Whenever the string "email" turns up in a line below, that line should be copied.
─── Raw data ───
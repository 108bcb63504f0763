use mongodb::bson::{oid::ObjectId, DateTime as BsonDateTime};
use serde::{Deserialize, Serialize};

use super::format_datetime;

pub const USERS_COLLECTION: &str = "users";

#[derive(Debug, Clone, Copy, PartialEq, Eq, Serialize, Deserialize, Default, utoipa::ToSchema)]
#[serde(rename_all = "lowercase")]
pub enum Role {
    Admin,
    #[default]
    User,
}

impl Role {
    pub fn as_str(&self) -> &'static str {
        match self {
            Role::Admin => "admin",
            Role::User => "user",
        }
    }
}

/// User account as stored in MongoDB
#[derive(Debug, Clone, Serialize, Deserialize)]
#[serde(rename_all = "camelCase")]
pub struct User {
    #[serde(rename = "_id", skip_serializing_if = "Option::is_none")]
    pub id: Option<ObjectId>,
    pub email: String,
    /// bcrypt hash; None for Google-only accounts
    #[serde(default, skip_serializing_if = "Option::is_none")]
    pub password: Option<String>,
    #[serde(default, skip_serializing_if = "Option::is_none")]
    pub google_id: Option<String>,
    #[serde(default)]
    pub role: Role,
    #[serde(default = "default_is_active")]
    pub is_active: bool,
    #[serde(default, skip_serializing_if = "Option::is_none")]
    pub reset_token_hash: Option<String>,
    #[serde(default, skip_serializing_if = "Option::is_none")]
    pub reset_token_expires: Option<BsonDateTime>,
    pub created_at: BsonDateTime,
    pub updated_at: BsonDateTime,
    #[serde(default, skip_serializing_if = "Option::is_none")]
    pub last_login: Option<BsonDateTime>,
}

fn default_is_active() -> bool {
    true
}

impl User {
    pub fn new(email: String, password_hash: Option<String>, google_id: Option<String>, role: Role) -> Self {
        let now = BsonDateTime::now();
        Self {
            id: None,
            email,
            password: password_hash,
            google_id,
            role,
            is_active: true,
            reset_token_hash: None,
            reset_token_expires: None,
            created_at: now,
            updated_at: now,
            last_login: None,
        }
    }

    pub fn id_hex(&self) -> String {
        self.id.map(|id| id.to_hex()).unwrap_or_default()
    }
}

/// Public projection of a user; never carries secrets.
#[derive(Debug, Clone, Serialize, utoipa::ToSchema)]
#[serde(rename_all = "camelCase")]
pub struct UserResponse {
    pub id: String,
    pub email: String,
    pub role: Role,
    pub is_active: bool,
    pub has_password: bool,
    pub has_google: bool,
    pub created_at: String,
    pub updated_at: String,
    pub last_login: Option<String>,
}

impl From<User> for UserResponse {
    fn from(u: User) -> Self {
        UserResponse {
            id: u.id_hex(),
            email: u.email,
            role: u.role,
            is_active: u.is_active,
            has_password: u.password.is_some(),
            has_google: u.google_id.is_some(),
            created_at: format_datetime(u.created_at),
            updated_at: format_datetime(u.updated_at),
            last_login: u.last_login.map(format_datetime),
        }
    }
}

/// Admin request to create a user
#[derive(Debug, Deserialize, utoipa::ToSchema)]
pub struct CreateUserRequest {
    pub email: String,
    pub password: String,
    pub role: Option<Role>,
}

/// Admin request to update a user; absent fields are left unchanged
#[derive(Debug, Default, Deserialize, utoipa::ToSchema)]
#[serde(rename_all = "camelCase")]
pub struct UpdateUserRequest {
    pub email: Option<String>,
    pub password: Option<String>,
    pub role: Option<Role>,
    pub is_active: Option<bool>,
}

#[cfg(test)]
mod tests {
    use super::*;

    #[test]
    fn response_omits_secrets() {
        let mut user = User::new(
            "clerk@archive.org".into(),
            Some("$2b$12$hash".into()),
            None,
            Role::Admin,
        );
        user.id = Some(ObjectId::new());
        user.reset_token_hash = Some("abc".into());

        let json = serde_json::to_value(UserResponse::from(user)).unwrap();
        assert_eq!(json["role"], "admin");
        assert_eq!(json["hasPassword"], true);
        assert_eq!(json["hasGoogle"], false);
        assert!(json.get("password").is_none());
        assert!(json.get("resetTokenHash").is_none());
    }

    #[test]
    fn missing_role_and_active_flag_take_defaults() {
        let doc = mongodb::bson::doc! {
            "email": "old@archive.org",
            "createdAt": BsonDateTime::now(),
            "updatedAt": BsonDateTime::now(),
        };
        let user: User = mongodb::bson::from_document(doc).unwrap();
        assert_eq!(user.role, Role::User);
        assert!(user.is_active);
        assert!(user.password.is_none());
    }
}
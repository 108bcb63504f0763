pub mod archives;
pub mod auth;
pub mod health;
pub mod search;
pub mod suggestions;
pub mod swagger;
pub mod users;
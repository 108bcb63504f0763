pub mod archive;
pub mod user;

pub use archive::*;
pub use user::*;

use mongodb::bson::DateTime as BsonDateTime;

/// RFC 3339 rendering of a stored timestamp for JSON responses.
pub fn format_datetime(dt: BsonDateTime) -> String {
    chrono::DateTime::<chrono::Utc>::from_timestamp_millis(dt.timestamp_millis())
        .map(|d| d.to_rfc3339_opts(chrono::SecondsFormat::Millis, true))
        .unwrap_or_default()
}
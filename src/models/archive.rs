use mongodb::bson::{oid::ObjectId, DateTime as BsonDateTime};
use serde::{Deserialize, Serialize};

use super::format_datetime;
use crate::utils::format_file_size;

pub const ARCHIVES_COLLECTION: &str = "archives";

#[derive(Debug, Clone, Copy, PartialEq, Eq, Serialize, Deserialize, utoipa::ToSchema)]
#[serde(rename_all = "lowercase")]
pub enum ArchiveKind {
    File,
    Directory,
}

#[derive(Debug, Clone, Copy, PartialEq, Eq, Serialize, Deserialize, Default, utoipa::ToSchema)]
#[serde(rename_all = "lowercase")]
pub enum AccessLevel {
    #[default]
    Public,
    Private,
}

impl AccessLevel {
    pub fn as_str(&self) -> &'static str {
        match self {
            AccessLevel::Public => "public",
            AccessLevel::Private => "private",
        }
    }

    pub fn parse(value: &str) -> Option<Self> {
        match value.trim().to_ascii_lowercase().as_str() {
            "public" => Some(AccessLevel::Public),
            "private" => Some(AccessLevel::Private),
            _ => None,
        }
    }
}

/// Descriptive metadata attached to an archive entry
#[derive(Debug, Clone, Default, PartialEq, Serialize, Deserialize, utoipa::ToSchema)]
#[serde(rename_all = "camelCase")]
pub struct ArchiveMetadata {
    #[serde(default, skip_serializing_if = "Option::is_none")]
    pub region: Option<String>,
    #[serde(default)]
    pub keywords: Vec<String>,
    #[serde(default, skip_serializing_if = "Option::is_none")]
    pub title: Option<String>,
    #[serde(default, skip_serializing_if = "Option::is_none")]
    pub author: Option<String>,
    #[serde(default, skip_serializing_if = "Option::is_none")]
    pub date: Option<String>,
    #[serde(default, skip_serializing_if = "Option::is_none")]
    pub document_type: Option<String>,
}

impl ArchiveMetadata {
    /// Trims every field, drops blanks and de-duplicates keywords.
    pub fn normalized(self) -> Self {
        fn clean(v: Option<String>) -> Option<String> {
            v.map(|s| s.trim().to_string()).filter(|s| !s.is_empty())
        }

        let mut keywords: Vec<String> = Vec::new();
        for kw in self.keywords {
            let kw = kw.trim().to_string();
            if !kw.is_empty() && !keywords.iter().any(|k| k.eq_ignore_ascii_case(&kw)) {
                keywords.push(kw);
            }
        }

        Self {
            region: clean(self.region),
            keywords,
            title: clean(self.title),
            author: clean(self.author),
            date: clean(self.date),
            document_type: clean(self.document_type),
        }
    }
}

/// File or directory record in the archive tree
#[derive(Debug, Clone, Serialize, Deserialize)]
#[serde(rename_all = "camelCase")]
pub struct Archive {
    #[serde(rename = "_id", skip_serializing_if = "Option::is_none")]
    pub id: Option<ObjectId>,
    pub name: String,
    #[serde(rename = "type")]
    pub kind: ArchiveKind,
    #[serde(default)]
    pub parent_id: Option<ObjectId>,
    #[serde(default)]
    pub children: Vec<ObjectId>,
    #[serde(default)]
    pub metadata: ArchiveMetadata,
    #[serde(default, skip_serializing_if = "Option::is_none")]
    pub content_url: Option<String>,
    #[serde(default, skip_serializing_if = "Option::is_none")]
    pub blob_name: Option<String>,
    #[serde(default, skip_serializing_if = "Option::is_none")]
    pub content_text: Option<String>,
    #[serde(default, skip_serializing_if = "Option::is_none")]
    pub file_size: Option<i64>,
    #[serde(default, skip_serializing_if = "Option::is_none")]
    pub file_type: Option<String>,
    #[serde(default, skip_serializing_if = "Option::is_none")]
    pub created_by: Option<ObjectId>,
    #[serde(default)]
    pub access_level: AccessLevel,
    pub created_at: BsonDateTime,
    pub updated_at: BsonDateTime,
}

impl Archive {
    pub fn directory(
        name: String,
        parent_id: Option<ObjectId>,
        access_level: AccessLevel,
        metadata: ArchiveMetadata,
        created_by: Option<ObjectId>,
    ) -> Self {
        let now = BsonDateTime::now();
        Self {
            id: None,
            name,
            kind: ArchiveKind::Directory,
            parent_id,
            children: Vec::new(),
            metadata,
            content_url: None,
            blob_name: None,
            content_text: None,
            file_size: None,
            file_type: None,
            created_by,
            access_level,
            created_at: now,
            updated_at: now,
        }
    }

    pub fn file(
        name: String,
        parent_id: Option<ObjectId>,
        access_level: AccessLevel,
        metadata: ArchiveMetadata,
        created_by: Option<ObjectId>,
    ) -> Self {
        Self {
            kind: ArchiveKind::File,
            ..Self::directory(name, parent_id, access_level, metadata, created_by)
        }
    }

    pub fn is_directory(&self) -> bool {
        self.kind == ArchiveKind::Directory
    }

    pub fn id_hex(&self) -> String {
        self.id.map(|id| id.to_hex()).unwrap_or_default()
    }
}

#[derive(Debug, Clone, Serialize, utoipa::ToSchema)]
#[serde(rename_all = "camelCase")]
pub struct ArchiveResponse {
    pub id: String,
    pub name: String,
    #[serde(rename = "type")]
    pub kind: ArchiveKind,
    pub parent_id: Option<String>,
    pub children: Vec<String>,
    pub metadata: ArchiveMetadata,
    pub content_url: Option<String>,
    pub file_size: Option<i64>,
    pub file_size_label: Option<String>,
    pub file_type: Option<String>,
    pub created_by: Option<String>,
    pub access_level: AccessLevel,
    pub created_at: String,
    pub updated_at: String,
}

impl From<Archive> for ArchiveResponse {
    fn from(a: Archive) -> Self {
        ArchiveResponse {
            id: a.id_hex(),
            name: a.name,
            kind: a.kind,
            parent_id: a.parent_id.map(|id| id.to_hex()),
            children: a.children.iter().map(|id| id.to_hex()).collect(),
            metadata: a.metadata,
            content_url: a.content_url,
            file_size: a.file_size,
            file_size_label: a.file_size.map(|size| format_file_size(size.max(0) as u64)),
            file_type: a.file_type,
            created_by: a.created_by.map(|id| id.to_hex()),
            access_level: a.access_level,
            created_at: format_datetime(a.created_at),
            updated_at: format_datetime(a.updated_at),
        }
    }
}

/// One step of a breadcrumb trail
#[derive(Debug, Clone, PartialEq, Serialize, utoipa::ToSchema)]
pub struct Breadcrumb {
    pub id: String,
    pub name: String,
}

#[derive(Debug, Deserialize, utoipa::ToSchema)]
#[serde(rename_all = "camelCase")]
pub struct CreateDirectoryRequest {
    pub name: String,
    pub parent_id: Option<String>,
    pub access_level: Option<AccessLevel>,
    pub metadata: Option<ArchiveMetadata>,
}

#[derive(Debug, Default, Deserialize, utoipa::ToSchema)]
#[serde(rename_all = "camelCase")]
pub struct UpdateArchiveRequest {
    pub name: Option<String>,
    pub access_level: Option<AccessLevel>,
    pub metadata: Option<ArchiveMetadata>,
}

#[derive(Debug, Default, Deserialize)]
#[serde(rename_all = "camelCase")]
pub struct ListArchivesQuery {
    pub parent_id: Option<String>,
    pub page: Option<u64>,
    pub limit: Option<u64>,
}

#[derive(Debug, Deserialize)]
pub struct ResolvePathQuery {
    pub path: String,
}
use std::collections::HashSet;

use futures::stream::TryStreamExt;
use mongodb::bson::{doc, oid::ObjectId, Bson, DateTime as BsonDateTime, Document};
use mongodb::options::ReturnDocument;

use crate::database::{parse_object_id, MongoDB};
use crate::models::{
    AccessLevel, Archive, ArchiveMetadata, Breadcrumb, CreateDirectoryRequest,
    UpdateArchiveRequest, ARCHIVES_COLLECTION,
};
use crate::services::blob_service::{blob_name_for, BlobContent};
use crate::services::search_service::SearchDocument;
use crate::state::AppState;
use crate::utils::{breadcrumb_paths, AppError, Page, Pagination};

/// Bound on ancestor walks and subtree traversal
pub const MAX_TREE_DEPTH: usize = 64;
const MAX_NAME_LEN: usize = 255;
const MAX_CONTENT_TEXT_CHARS: usize = 32_000;

/// A file received from the upload form
#[derive(Debug, Default)]
pub struct UploadInput {
    pub file_name: String,
    pub content_type: String,
    pub bytes: Vec<u8>,
    pub name: Option<String>,
    pub parent_id: Option<String>,
    pub access_level: Option<AccessLevel>,
    pub metadata: ArchiveMetadata,
}

pub fn validate_name(name: &str) -> Result<String, AppError> {
    let name = name.trim();
    if name.is_empty() {
        return Err(AppError::BadRequest("Name is required".to_string()));
    }
    if name.contains('/') {
        return Err(AppError::BadRequest("Name cannot contain '/'".to_string()));
    }
    if name.chars().count() > MAX_NAME_LEN {
        return Err(AppError::BadRequest(format!("Name cannot exceed {} characters", MAX_NAME_LEN)));
    }
    Ok(name.to_string())
}

/// `None`, empty, `"root"` and `"null"` all address the top level
pub fn parse_parent_param(raw: Option<&str>) -> Result<Option<ObjectId>, AppError> {
    match raw.map(str::trim) {
        None | Some("") | Some("root") | Some("null") => Ok(None),
        Some(id) => parse_object_id(id, "parent").map(Some),
    }
}

/// Plain-text extraction for text-like uploads, used for indexing and preview
pub fn extract_text(content_type: &str, file_name: &str, bytes: &[u8]) -> Option<String> {
    let ct = content_type.to_ascii_lowercase();
    let ext = file_name.rsplit_once('.').map(|(_, e)| e.to_ascii_lowercase()).unwrap_or_default();

    let texty = ct.starts_with("text/")
        || ct == "application/json"
        || ct == "application/xml"
        || matches!(ext.as_str(), "txt" | "md" | "csv" | "json" | "xml" | "html" | "htm");
    if !texty || bytes.is_empty() {
        return None;
    }

    let text: String = String::from_utf8_lossy(bytes).chars().take(MAX_CONTENT_TEXT_CHARS).collect();
    let text = text.trim().to_string();
    if text.is_empty() {
        None
    } else {
        Some(text)
    }
}

fn visibility(include_private: bool) -> Document {
    if include_private {
        doc! {}
    } else {
        doc! { "accessLevel": AccessLevel::Public.as_str() }
    }
}

fn collection(db: &MongoDB) -> mongodb::Collection<Archive> {
    db.collection::<Archive>(ARCHIVES_COLLECTION)
}
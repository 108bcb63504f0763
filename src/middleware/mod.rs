pub mod auth;
pub mod security_headers;

pub use auth::{AdminUser, AuthMiddleware, MaybeUser};
pub use security_headers::SecurityHeaders;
───
Problem solution:
    pub email: String,
    pub fn new(email: String, password_hash: Option<String>, google_id: Option<String>, role: Role) -> Self {
            email,
    pub email: String,
            email: u.email,
    pub email: String,
    pub email: Option<String>,
            "email": "old@archive.org",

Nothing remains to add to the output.